12 thoughts on “NPF: SICK BURNAGE”

  • Option A: Jump off cliff
    Option B: Continue living with the knowledge that I may hear music like that again.

  • brokeNCYDE has some really sharp sneakers – who is in charge of making sure the sneakers of each of the members of tremfu co-ordinates well with their preselected image? Someone should take ownership of that responsibility.

    Speaking of 1780s-themed, there was a band who played at Mike and Mollys a few times where they were the ghosts of revolutionary war soldiers who rocked.

  • Mencken's dispatches from the Scopes trial were priceless. It's hard to imagine a nationally sindicated journalist getting away with that kind of irreverance towards the "common folk" today.

    On the subject of obituaries, I remember Christopher Hitchens wrote a lovely piece in the wake of Reagan's passing, "The Stupidity of Ronald Reagan."

    Regarding reviews, we have a copy at home of a collection of Ebert's most hated movie reviews. Most of them are easy targets, but there are a few reviews of largely critically acclaimed films, as well.

  • Last year Colin McGinn reviewed Ted Honderich's book On Consciousness. It was spleen-alicious. Here' the opening salvo:

    This book runs the full gamut from the mediocre to the ludicrous to the merely bad. It is painful to read, poorly thought out, and uninformed. It is also radically inconsistent.

    It gets better from there:

  • i am remided of a reviewer that used to own my hometown's streetpress. he'd do a 'short' and 'long' review of each cd. one of my favorites went along the lines of – "short review- shit. Long review – complete shit". you can probably extrapolate the state of Brisbane's music scene from these words.

  • Historically, Cuvier did quite a slice and dice number when LaMarck died back in 1829. He succeeded in such a thorough trashing that LaMarck's reputation never has recovered. Granted, it took Cuvier several years to write the essay, but once he did it turned into the final word on LaMarck for a long, long time.

    And, speaking of obits speaking the truth about the dead, this morning C-Span made the mistake of taking phone calls on the subject of the recently deceased Tony Snow. Lots and lots of "condolences to his family, but the man was a political hack." Can we assume Helms now has a press agent in Hell, or does Snow's personal affability get him off the hook for being a front man for so much failed policy, not to mention his role in turning Faux News into the thriving cesspool it is?

  • 1. Bless you for linking to that Taibbi v. Friedman piece. My father got me the book he's eviscerating there for Christmas and I've still yet to understand what he found in any way worthwhile about it. Glut of demented starry-eyed nonsense, except they're not even real stars. Stinks of the same shit as the BEAD.

    2. I remember reading a review of Pop Will Eat Itself's "Dos Dedos Mis Amigos" record about 12 years ago that read simply "Itself itsn't the only thing this pop eats," but I can't recall where.
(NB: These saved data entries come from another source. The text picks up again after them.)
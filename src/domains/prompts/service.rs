//! Prompt service implementation.
//!
//! The PromptService maintains the available prompts and renders them with
//! the caller's arguments. Prompts are defined in `definitions/` and
//! registered via `registry.rs`.

use rmcp::model::{GetPromptResult, Prompt, PromptMessage, PromptMessageRole};
use std::collections::HashMap;
use tracing::{debug, info};

use super::error::PromptError;
use super::registry::get_all_prompts;
use super::templates::PromptTemplate;

/// Service for listing and rendering prompts.
#[derive(Debug, Clone)]
pub struct PromptService {
    /// Key: prompt name, Value: prompt template
    prompts: HashMap<String, PromptTemplate>,
}

impl PromptService {
    /// Create a service holding every registered prompt.
    pub fn new() -> Self {
        info!("Initializing PromptService");

        let mut service = Self {
            prompts: HashMap::new(),
        };
        for template in get_all_prompts() {
            service.register_prompt(template);
        }
        service
    }

    /// Register a prompt template.
    pub fn register_prompt(&mut self, template: PromptTemplate) {
        debug!("Registering prompt: {}", template.name);
        self.prompts.insert(template.name.clone(), template);
    }

    /// List all available prompts, sorted by name.
    pub async fn list_prompts(&self) -> Vec<Prompt> {
        let mut prompts: Vec<Prompt> = self
            .prompts
            .values()
            .map(|template| Prompt {
                name: template.name.clone(),
                title: None,
                description: template.description.clone(),
                arguments: Some(template.arguments.clone()),
                icons: None,
                meta: None,
            })
            .collect();
        prompts.sort_by(|a, b| a.name.cmp(&b.name));
        prompts
    }

    /// Get a prompt with arguments substituted.
    pub async fn get_prompt(
        &self,
        name: &str,
        arguments: Option<HashMap<String, String>>,
    ) -> Result<GetPromptResult, PromptError> {
        let template = self
            .prompts
            .get(name)
            .ok_or_else(|| PromptError::not_found(name))?;

        let arguments = arguments.unwrap_or_default();

        for arg in &template.arguments {
            if arg.required.unwrap_or(false) && !arguments.contains_key(&arg.name) {
                return Err(PromptError::missing_argument(&arg.name));
            }
        }

        let content = template.render(&arguments)?;

        Ok(GetPromptResult {
            description: template.description.clone(),
            messages: vec![PromptMessage::new_text(PromptMessageRole::User, content)],
        })
    }
}

impl Default for PromptService {
    fn default() -> Self {
        Self::new()
    }
}

#[cfg(test)]
mod tests {
    use super::*;
    use rmcp::model::PromptMessageContent;

    fn text_of(result: &GetPromptResult) -> &str {
        match &result.messages[0].content {
            PromptMessageContent::Text { text } => text,
            _ => panic!("Expected text message"),
        }
    }

    #[tokio::test]
    async fn test_list_prompts() {
        let service = PromptService::new();
        let prompts = service.list_prompts().await;
        assert_eq!(prompts.len(), 1);
        assert_eq!(prompts[0].name, "nodejs-setup-resend");
    }

    #[tokio::test]
    async fn test_setup_guide_lists_all_package_managers() {
        let service = PromptService::new();
        let result = service.get_prompt("nodejs-setup-resend", None).await.unwrap();

        let text = text_of(&result);
        assert!(text.contains("npm install resend"));
        assert!(text.contains("yarn add resend"));
        assert!(text.contains("pnpm add resend"));
        assert!(!text.contains("{{"));
    }

    #[tokio::test]
    async fn test_setup_guide_with_package_manager() {
        let service = PromptService::new();
        let mut args = HashMap::new();
        args.insert("package_manager".to_string(), "bun".to_string());

        let result = service
            .get_prompt("nodejs-setup-resend", Some(args))
            .await
            .unwrap();

        let text = text_of(&result);
        assert!(text.contains("bun add resend"));
        assert!(!text.contains("yarn add resend"));
    }

    #[tokio::test]
    async fn test_missing_required_argument() {
        let mut service = PromptService::new();
        service.register_prompt(
            PromptTemplate::new(
                "with-required",
                None,
                vec![rmcp::model::PromptArgument {
                    name: "domain".to_string(),
                    title: None,
                    description: None,
                    required: Some(true),
                }],
                "Verify {{domain}}",
            ),
        );

        let result = service.get_prompt("with-required", None).await;
        assert!(matches!(result, Err(PromptError::MissingArgument(_))));
    }

    #[tokio::test]
    async fn test_get_nonexistent_prompt() {
        let service = PromptService::new();
        let result = service.get_prompt("nonexistent", None).await;
        assert!(matches!(result, Err(PromptError::NotFound(_))));
    }
}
    3. "Krunkstravaganza?"

  • Hater Lover says:

    I read an excellent and scathing review of Cormac McCarthy's "No Country for Old Men" not long ago. I think it was on Editor & Publisher; I tried to find it to link to it, but alas. In essence, it called McCarthy out for lazing about on his laurels while writing an almost unreadable so-called novel. Special attention was given to his extensive use of italics (which, having been paid peanuts to edit a number of vanity press pieces'o'crap, is a common device used by amateurish aspiring authors who know next to nothing about how to actually get published, let alone write), as well as a number of glaring inaccuracies, anachronisms, et cetera.
    Band Names: Krunker Hill, Benjamin Krunklin and Congress Krunkadelic, Krunkstitutional Democacy, and (Ups to my boy Dave Hume, late 18th C. Uber-Pimp): Hume's Krunk, A Krunkuiry Concerning Human Krunkderstanding, The Missing Shade of Krunk, Dialogues Krunkcerning Natural Religion.